What lines of the material hold the string "Ranked"? Pull each of them out.

Segment Open

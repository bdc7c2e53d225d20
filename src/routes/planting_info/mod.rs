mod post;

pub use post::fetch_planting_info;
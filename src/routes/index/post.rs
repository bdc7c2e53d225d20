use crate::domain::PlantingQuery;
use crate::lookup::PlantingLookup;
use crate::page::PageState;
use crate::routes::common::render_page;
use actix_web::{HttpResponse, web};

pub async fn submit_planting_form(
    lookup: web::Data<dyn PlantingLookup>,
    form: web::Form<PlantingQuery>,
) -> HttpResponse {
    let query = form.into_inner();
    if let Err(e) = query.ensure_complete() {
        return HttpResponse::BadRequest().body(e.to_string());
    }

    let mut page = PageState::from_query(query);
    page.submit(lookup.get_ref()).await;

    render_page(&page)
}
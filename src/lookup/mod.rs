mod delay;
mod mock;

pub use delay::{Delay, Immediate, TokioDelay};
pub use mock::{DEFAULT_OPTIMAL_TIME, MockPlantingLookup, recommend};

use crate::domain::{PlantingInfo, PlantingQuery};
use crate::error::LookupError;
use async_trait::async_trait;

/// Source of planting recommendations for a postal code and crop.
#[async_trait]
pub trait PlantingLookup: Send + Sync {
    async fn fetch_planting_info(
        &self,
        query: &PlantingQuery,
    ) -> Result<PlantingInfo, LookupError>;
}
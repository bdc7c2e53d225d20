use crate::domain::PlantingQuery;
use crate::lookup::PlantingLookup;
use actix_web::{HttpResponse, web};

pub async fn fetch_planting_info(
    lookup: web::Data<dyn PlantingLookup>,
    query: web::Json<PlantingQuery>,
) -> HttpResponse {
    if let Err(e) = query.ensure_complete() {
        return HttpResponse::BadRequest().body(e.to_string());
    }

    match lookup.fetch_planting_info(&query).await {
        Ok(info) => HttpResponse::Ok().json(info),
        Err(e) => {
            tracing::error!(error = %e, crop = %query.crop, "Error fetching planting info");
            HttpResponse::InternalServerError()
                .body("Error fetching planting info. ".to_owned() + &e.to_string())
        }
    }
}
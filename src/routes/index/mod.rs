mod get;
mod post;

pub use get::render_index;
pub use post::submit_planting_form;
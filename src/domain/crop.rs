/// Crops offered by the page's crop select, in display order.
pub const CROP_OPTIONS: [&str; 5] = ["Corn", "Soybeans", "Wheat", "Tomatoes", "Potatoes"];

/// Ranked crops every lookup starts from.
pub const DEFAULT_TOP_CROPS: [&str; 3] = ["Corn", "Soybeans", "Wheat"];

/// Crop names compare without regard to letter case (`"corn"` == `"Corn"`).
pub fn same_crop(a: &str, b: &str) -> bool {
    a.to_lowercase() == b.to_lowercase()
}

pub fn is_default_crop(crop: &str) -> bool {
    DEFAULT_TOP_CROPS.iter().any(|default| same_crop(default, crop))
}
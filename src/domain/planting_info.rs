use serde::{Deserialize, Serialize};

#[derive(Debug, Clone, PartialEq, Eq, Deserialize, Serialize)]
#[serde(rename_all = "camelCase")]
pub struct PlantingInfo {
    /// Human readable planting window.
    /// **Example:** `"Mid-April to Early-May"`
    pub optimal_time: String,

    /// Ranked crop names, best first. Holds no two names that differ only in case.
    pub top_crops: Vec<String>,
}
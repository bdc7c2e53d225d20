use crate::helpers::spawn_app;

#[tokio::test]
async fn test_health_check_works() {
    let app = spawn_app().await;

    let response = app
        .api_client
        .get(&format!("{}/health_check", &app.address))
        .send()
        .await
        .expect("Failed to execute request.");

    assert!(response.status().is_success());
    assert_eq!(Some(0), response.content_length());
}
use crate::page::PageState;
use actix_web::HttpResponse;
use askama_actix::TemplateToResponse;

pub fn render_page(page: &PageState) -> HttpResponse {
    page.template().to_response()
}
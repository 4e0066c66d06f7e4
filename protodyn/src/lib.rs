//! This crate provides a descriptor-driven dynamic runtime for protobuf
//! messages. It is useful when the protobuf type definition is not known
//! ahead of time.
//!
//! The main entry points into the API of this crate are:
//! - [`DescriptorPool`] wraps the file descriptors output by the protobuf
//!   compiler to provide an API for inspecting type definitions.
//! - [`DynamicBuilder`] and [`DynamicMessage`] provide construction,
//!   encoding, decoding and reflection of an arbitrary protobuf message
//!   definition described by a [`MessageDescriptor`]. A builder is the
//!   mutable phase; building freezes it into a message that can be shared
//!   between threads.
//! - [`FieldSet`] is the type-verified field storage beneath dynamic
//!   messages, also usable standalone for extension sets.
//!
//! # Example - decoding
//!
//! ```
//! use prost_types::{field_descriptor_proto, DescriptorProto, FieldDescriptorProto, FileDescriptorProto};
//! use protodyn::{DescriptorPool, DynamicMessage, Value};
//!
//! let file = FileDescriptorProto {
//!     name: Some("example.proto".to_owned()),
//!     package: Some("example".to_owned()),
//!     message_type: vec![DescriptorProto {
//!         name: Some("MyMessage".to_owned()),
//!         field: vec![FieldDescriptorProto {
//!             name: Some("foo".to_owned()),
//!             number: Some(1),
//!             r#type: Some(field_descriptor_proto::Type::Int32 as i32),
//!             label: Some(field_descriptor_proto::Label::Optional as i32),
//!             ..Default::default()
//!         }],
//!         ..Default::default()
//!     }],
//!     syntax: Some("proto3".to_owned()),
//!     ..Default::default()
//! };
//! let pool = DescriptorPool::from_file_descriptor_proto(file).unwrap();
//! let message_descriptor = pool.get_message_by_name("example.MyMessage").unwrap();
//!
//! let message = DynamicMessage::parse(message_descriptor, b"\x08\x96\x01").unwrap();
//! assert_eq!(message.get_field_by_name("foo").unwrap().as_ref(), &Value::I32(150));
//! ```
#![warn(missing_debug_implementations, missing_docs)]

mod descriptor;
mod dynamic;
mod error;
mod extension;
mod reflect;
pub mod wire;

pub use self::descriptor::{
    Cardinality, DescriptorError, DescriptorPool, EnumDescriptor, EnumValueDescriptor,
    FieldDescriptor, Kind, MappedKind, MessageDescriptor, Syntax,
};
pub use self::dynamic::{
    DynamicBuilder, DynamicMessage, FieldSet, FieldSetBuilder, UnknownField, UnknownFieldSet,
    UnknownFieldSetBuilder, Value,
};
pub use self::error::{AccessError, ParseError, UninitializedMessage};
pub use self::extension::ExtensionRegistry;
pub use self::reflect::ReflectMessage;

Segment Closed

REPLY TO THE TASK:
/// Ranked crops every lookup starts from.
    /// Ranked crop names, best first. Holds no two names that differ only in case.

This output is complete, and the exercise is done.